RECORDS PROVIDED
★ ★ ★ ★ ★
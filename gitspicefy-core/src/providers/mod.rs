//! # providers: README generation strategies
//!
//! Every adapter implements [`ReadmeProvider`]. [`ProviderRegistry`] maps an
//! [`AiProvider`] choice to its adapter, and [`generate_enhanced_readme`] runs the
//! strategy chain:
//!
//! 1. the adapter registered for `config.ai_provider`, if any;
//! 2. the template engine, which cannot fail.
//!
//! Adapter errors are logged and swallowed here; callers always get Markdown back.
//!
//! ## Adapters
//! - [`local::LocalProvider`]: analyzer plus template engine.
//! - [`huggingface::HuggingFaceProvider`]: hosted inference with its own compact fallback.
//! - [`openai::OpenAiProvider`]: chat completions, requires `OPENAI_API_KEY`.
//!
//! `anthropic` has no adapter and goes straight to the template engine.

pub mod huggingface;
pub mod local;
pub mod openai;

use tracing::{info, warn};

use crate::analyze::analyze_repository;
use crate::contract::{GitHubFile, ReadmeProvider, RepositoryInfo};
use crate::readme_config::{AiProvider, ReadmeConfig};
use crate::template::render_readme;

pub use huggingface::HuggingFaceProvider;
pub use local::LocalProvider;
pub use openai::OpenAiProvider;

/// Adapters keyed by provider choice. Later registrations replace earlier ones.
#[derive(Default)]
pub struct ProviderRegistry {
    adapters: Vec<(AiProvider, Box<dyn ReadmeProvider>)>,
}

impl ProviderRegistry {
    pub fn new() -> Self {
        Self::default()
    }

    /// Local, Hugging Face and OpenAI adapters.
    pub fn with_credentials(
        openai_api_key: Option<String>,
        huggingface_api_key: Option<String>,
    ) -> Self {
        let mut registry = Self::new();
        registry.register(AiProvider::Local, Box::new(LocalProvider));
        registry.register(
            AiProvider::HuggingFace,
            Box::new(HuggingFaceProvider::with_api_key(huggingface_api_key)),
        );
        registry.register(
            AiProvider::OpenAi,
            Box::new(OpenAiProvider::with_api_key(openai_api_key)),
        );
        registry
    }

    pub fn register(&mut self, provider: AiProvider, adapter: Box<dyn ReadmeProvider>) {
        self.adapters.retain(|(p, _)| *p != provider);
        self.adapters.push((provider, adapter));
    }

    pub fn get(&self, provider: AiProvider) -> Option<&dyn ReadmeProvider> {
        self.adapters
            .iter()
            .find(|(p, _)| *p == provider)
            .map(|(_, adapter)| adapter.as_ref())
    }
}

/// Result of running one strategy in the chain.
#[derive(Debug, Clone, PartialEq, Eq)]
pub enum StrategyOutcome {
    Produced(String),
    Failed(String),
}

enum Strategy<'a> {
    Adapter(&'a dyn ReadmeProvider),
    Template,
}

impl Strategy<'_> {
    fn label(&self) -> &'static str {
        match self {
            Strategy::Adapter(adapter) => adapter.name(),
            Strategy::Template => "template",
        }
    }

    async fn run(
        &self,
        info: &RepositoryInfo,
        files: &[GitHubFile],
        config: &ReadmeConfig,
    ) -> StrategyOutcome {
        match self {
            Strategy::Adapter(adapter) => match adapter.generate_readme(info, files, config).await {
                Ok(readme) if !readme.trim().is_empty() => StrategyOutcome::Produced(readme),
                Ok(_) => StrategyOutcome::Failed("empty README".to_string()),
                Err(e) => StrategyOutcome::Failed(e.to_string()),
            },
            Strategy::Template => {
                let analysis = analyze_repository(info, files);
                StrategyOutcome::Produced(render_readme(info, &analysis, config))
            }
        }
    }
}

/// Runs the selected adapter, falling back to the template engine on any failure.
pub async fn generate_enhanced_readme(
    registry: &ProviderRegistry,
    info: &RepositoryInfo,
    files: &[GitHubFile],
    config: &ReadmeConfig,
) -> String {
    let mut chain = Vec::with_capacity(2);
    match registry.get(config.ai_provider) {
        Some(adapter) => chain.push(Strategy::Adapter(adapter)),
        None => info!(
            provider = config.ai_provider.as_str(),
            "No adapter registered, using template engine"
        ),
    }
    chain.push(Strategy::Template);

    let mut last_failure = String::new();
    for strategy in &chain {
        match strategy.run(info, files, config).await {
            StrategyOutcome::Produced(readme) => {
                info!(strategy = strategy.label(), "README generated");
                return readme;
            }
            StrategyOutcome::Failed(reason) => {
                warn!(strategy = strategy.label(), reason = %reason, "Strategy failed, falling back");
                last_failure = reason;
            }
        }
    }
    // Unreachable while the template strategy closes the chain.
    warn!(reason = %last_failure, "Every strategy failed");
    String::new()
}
★ ★ ★ ★ ★
EXERCISE DESCRIPTION
Return only the number of lines in the records above that include the string "enum".

TASK SOLUTION
2